* EXERCISE OBJECTIVE: Copy every line of the data exactly, leaving nothing out.

[Records contained in a dataset]
■ ■ ■ ■ ■

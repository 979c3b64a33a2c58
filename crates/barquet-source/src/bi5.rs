//! Local bi5 hour-file tick source.
//!
//! Reads the on-disk tree produced by a Dukascopy downloader:
//! `<root>/<ASSET>/<year>/<month>/<day>/<hour>h_ticks.bi5`, where the
//! month directory is zero-based (January = `00`). Each file is an
//! LZMA-compressed sequence of 20-byte big-endian tick records.

use byteorder::{BigEndian, ByteOrder};
use chrono::{DateTime, Datelike, Timelike, Utc};
use lzma_rs::lzma_decompress;
use std::io::{BufReader, Cursor};
use std::path::{Path, PathBuf};
use thiserror::Error;
use tracing::warn;

use barquet_types::{RawTick, Tick};

use crate::{HourOutcome, TickSource};

/// Errors that can occur while decoding a bi5 hour file.
#[derive(Error, Debug)]
pub enum Bi5DecodeError {
    /// LZMA decompression failed.
    #[error("LZMA decompression failed: {0}")]
    Lzma(String),

    /// Decompressed length is not a multiple of the tick record size.
    #[error("Invalid data length: {0} bytes (expected multiple of {1})")]
    InvalidLength(usize, usize),
}

/// Decompresses a bi5 file body into raw tick bytes.
///
/// # Errors
///
/// Returns an error if LZMA decompression fails.
pub fn decode_bi5(compressed: &[u8]) -> Result<Vec<u8>, Bi5DecodeError> {
    let mut decompressed = Vec::new();
    let mut reader = BufReader::new(Cursor::new(compressed));

    lzma_decompress(&mut reader, &mut decompressed).map_err(|e| Bi5DecodeError::Lzma(e.to_string()))?;

    Ok(decompressed)
}

/// Parses raw ticks from decompressed bi5 data.
///
/// # Errors
///
/// Returns an error if the data length is not a multiple of
/// [`RawTick::SIZE`].
pub fn parse_raw_ticks(data: &[u8]) -> Result<impl Iterator<Item = RawTick> + '_, Bi5DecodeError> {
    if !data.len().is_multiple_of(RawTick::SIZE) {
        return Err(Bi5DecodeError::InvalidLength(data.len(), RawTick::SIZE));
    }

    Ok(data.chunks_exact(RawTick::SIZE).map(|chunk| {
        RawTick::new(
            BigEndian::read_u32(&chunk[0..4]),
            BigEndian::read_u32(&chunk[4..8]),
            BigEndian::read_u32(&chunk[8..12]),
            BigEndian::read_f32(&chunk[12..16]),
            BigEndian::read_f32(&chunk[16..20]),
        )
    }))
}

/// Tick source reading bi5 hour files from a local download tree.
#[derive(Debug, Clone)]
pub struct LocalBi5Source {
    download_root: PathBuf,
    decimal_factor: f64,
}

impl LocalBi5Source {
    /// Default decimal factor (5-digit forex pairs such as EUR/USD).
    pub const DEFAULT_DECIMAL_FACTOR: f64 = 100_000.0;

    /// Creates a source rooted at `download_root`.
    #[must_use]
    pub fn new(download_root: impl Into<PathBuf>) -> Self {
        Self {
            download_root: download_root.into(),
            decimal_factor: Self::DEFAULT_DECIMAL_FACTOR,
        }
    }

    /// Sets the decimal factor used to normalize raw integer prices.
    #[must_use]
    pub const fn with_decimal_factor(mut self, decimal_factor: f64) -> Self {
        self.decimal_factor = decimal_factor;
        self
    }

    /// Returns the download tree root.
    #[must_use]
    pub fn root(&self) -> &Path {
        &self.download_root
    }

    /// Returns the path of the hour file for `asset` at `hour`.
    ///
    /// The month path component is zero-based, matching the Dukascopy
    /// feed layout.
    #[must_use]
    pub fn hour_path(&self, asset: &str, hour: DateTime<Utc>) -> PathBuf {
        self.download_root
            .join(asset)
            .join(format!("{:04}", hour.year()))
            .join(format!("{:02}", hour.month0()))
            .join(format!("{:02}", hour.day()))
            .join(format!("{:02}h_ticks.bi5", hour.hour()))
    }
}

impl TickSource for LocalBi5Source {
    fn fetch_hour(&self, asset: &str, hour: DateTime<Utc>) -> HourOutcome {
        let path = self.hour_path(asset, hour);
        let path_str = path.display().to_string();

        let compressed = match std::fs::read(&path) {
            Ok(bytes) => bytes,
            Err(e) => {
                warn!(asset, %hour, path = %path_str, "missing hour file: {e}");
                return HourOutcome::skipped(path_str, format!("hour file unreadable: {e}"));
            }
        };

        // Interrupted downloads leave zero-length files behind; treat them
        // as missing data instead of aborting the run.
        if compressed.is_empty() {
            warn!(asset, %hour, path = %path_str, "empty hour file");
            return HourOutcome::skipped(path_str, "empty hour file");
        }

        let decompressed = match decode_bi5(&compressed) {
            Ok(bytes) => bytes,
            Err(e) => {
                warn!(asset, %hour, path = %path_str, "failed to decode hour file: {e}");
                return HourOutcome::skipped(path_str, e.to_string());
            }
        };

        match parse_raw_ticks(&decompressed) {
            Ok(raw_ticks) => {
                let ticks: Vec<Tick> = raw_ticks
                    .map(|raw| raw.normalize(hour, self.decimal_factor))
                    .collect();
                HourOutcome::Ticks(ticks)
            }
            Err(e) => {
                warn!(asset, %hour, path = %path_str, "malformed hour file: {e}");
                HourOutcome::skipped(path_str, e.to_string())
            }
        }
    }
}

■ ■ ■ ■ ■

* SOLUTION:
repository 979c3b64a33a2c58
filename crates/barquet-source/src/bi5.rs
//! Local bi5 hour-file tick source.
//!
//! Reads the on-disk tree produced by a Dukascopy downloader:
//! `<root>/<ASSET>/<year>/<month>/<day>/<hour>h_ticks.bi5`, where the
//! month directory is zero-based (January = `00`). Each file is an
//! LZMA-compressed sequence of 20-byte big-endian tick records.

use byteorder::{BigEndian, ByteOrder};
use chrono::{DateTime, Datelike, Timelike, Utc};
use lzma_rs::lzma_decompress;
use std::io::{BufReader, Cursor};
use std::path::{Path, PathBuf};
use thiserror::Error;
use tracing::warn;

use barquet_types::{RawTick, Tick};

use crate::{HourOutcome, TickSource};

/// Errors that can occur while decoding a bi5 hour file.
#[derive(Error, Debug)]
pub enum Bi5DecodeError {
    /// LZMA decompression failed.
    #[error("LZMA decompression failed: {0}")]
    Lzma(String),

    /// Decompressed length is not a multiple of the tick record size.
    #[error("Invalid data length: {0} bytes (expected multiple of {1})")]
    InvalidLength(usize, usize),
}

/// Decompresses a bi5 file body into raw tick bytes.
///
/// # Errors
///
/// Returns an error if LZMA decompression fails.
pub fn decode_bi5(compressed: &[u8]) -> Result<Vec<u8>, Bi5DecodeError> {
    let mut decompressed = Vec::new();
    let mut reader = BufReader::new(Cursor::new(compressed));

    lzma_decompress(&mut reader, &mut decompressed).map_err(|e| Bi5DecodeError::Lzma(e.to_string()))?;

    Ok(decompressed)
}

/// Parses raw ticks from decompressed bi5 data.
///
/// # Errors
///
/// Returns an error if the data length is not a multiple of
/// [`RawTick::SIZE`].
pub fn parse_raw_ticks(data: &[u8]) -> Result<impl Iterator<Item = RawTick> + '_, Bi5DecodeError> {
    if !data.len().is_multiple_of(RawTick::SIZE) {
        return Err(Bi5DecodeError::InvalidLength(data.len(), RawTick::SIZE));
    }

    Ok(data.chunks_exact(RawTick::SIZE).map(|chunk| {
        RawTick::new(
            BigEndian::read_u32(&chunk[0..4]),
            BigEndian::read_u32(&chunk[4..8]),
            BigEndian::read_u32(&chunk[8..12]),
            BigEndian::read_f32(&chunk[12..16]),
            BigEndian::read_f32(&chunk[16..20]),
        )
    }))
}

/// Tick source reading bi5 hour files from a local download tree.
#[derive(Debug, Clone)]
pub struct LocalBi5Source {
    download_root: PathBuf,
    decimal_factor: f64,
}

impl LocalBi5Source {
    /// Default decimal factor (5-digit forex pairs such as EUR/USD).
    pub const DEFAULT_DECIMAL_FACTOR: f64 = 100_000.0;

    /// Creates a source rooted at `download_root`.
    #[must_use]
    pub fn new(download_root: impl Into<PathBuf>) -> Self {
        Self {
            download_root: download_root.into(),
            decimal_factor: Self::DEFAULT_DECIMAL_FACTOR,
        }
    }

    /// Sets the decimal factor used to normalize raw integer prices.
    #[must_use]
    pub const fn with_decimal_factor(mut self, decimal_factor: f64) -> Self {
        self.decimal_factor = decimal_factor;
        self
    }

    /// Returns the download tree root.
    #[must_use]
    pub fn root(&self) -> &Path {
        &self.download_root
    }

    /// Returns the path of the hour file for `asset` at `hour`.
    ///
    /// The month path component is zero-based, matching the Dukascopy
    /// feed layout.
    #[must_use]
    pub fn hour_path(&self, asset: &str, hour: DateTime<Utc>) -> PathBuf {
        self.download_root
            .join(asset)
            .join(format!("{:04}", hour.year()))
            .join(format!("{:02}", hour.month0()))
            .join(format!("{:02}", hour.day()))
            .join(format!("{:02}h_ticks.bi5", hour.hour()))
    }
}

impl TickSource for LocalBi5Source {
    fn fetch_hour(&self, asset: &str, hour: DateTime<Utc>) -> HourOutcome {
        let path = self.hour_path(asset, hour);
        let path_str = path.display().to_string();

        let compressed = match std::fs::read(&path) {
            Ok(bytes) => bytes,
            Err(e) => {
                warn!(asset, %hour, path = %path_str, "missing hour file: {e}");
                return HourOutcome::skipped(path_str, format!("hour file unreadable: {e}"));
            }
        };

        // Interrupted downloads leave zero-length files behind; treat them
        // as missing data instead of aborting the run.
        if compressed.is_empty() {
            warn!(asset, %hour, path = %path_str, "empty hour file");
            return HourOutcome::skipped(path_str, "empty hour file");
        }

        let decompressed = match decode_bi5(&compressed) {
            Ok(bytes) => bytes,
            Err(e) => {
                warn!(asset, %hour, path = %path_str, "failed to decode hour file: {e}");
                return HourOutcome::skipped(path_str, e.to_string());
            }
        };

        match parse_raw_ticks(&decompressed) {
            Ok(raw_ticks) => {
                let ticks: Vec<Tick> = raw_ticks
                    .map(|raw| raw.normalize(hour, self.decimal_factor))
                    .collect();
                HourOutcome::Ticks(ticks)
            }
            Err(e) => {
                warn!(asset, %hour, path = %path_str, "malformed hour file: {e}");
                HourOutcome::skipped(path_str, e.to_string())
            }
        }
    }
}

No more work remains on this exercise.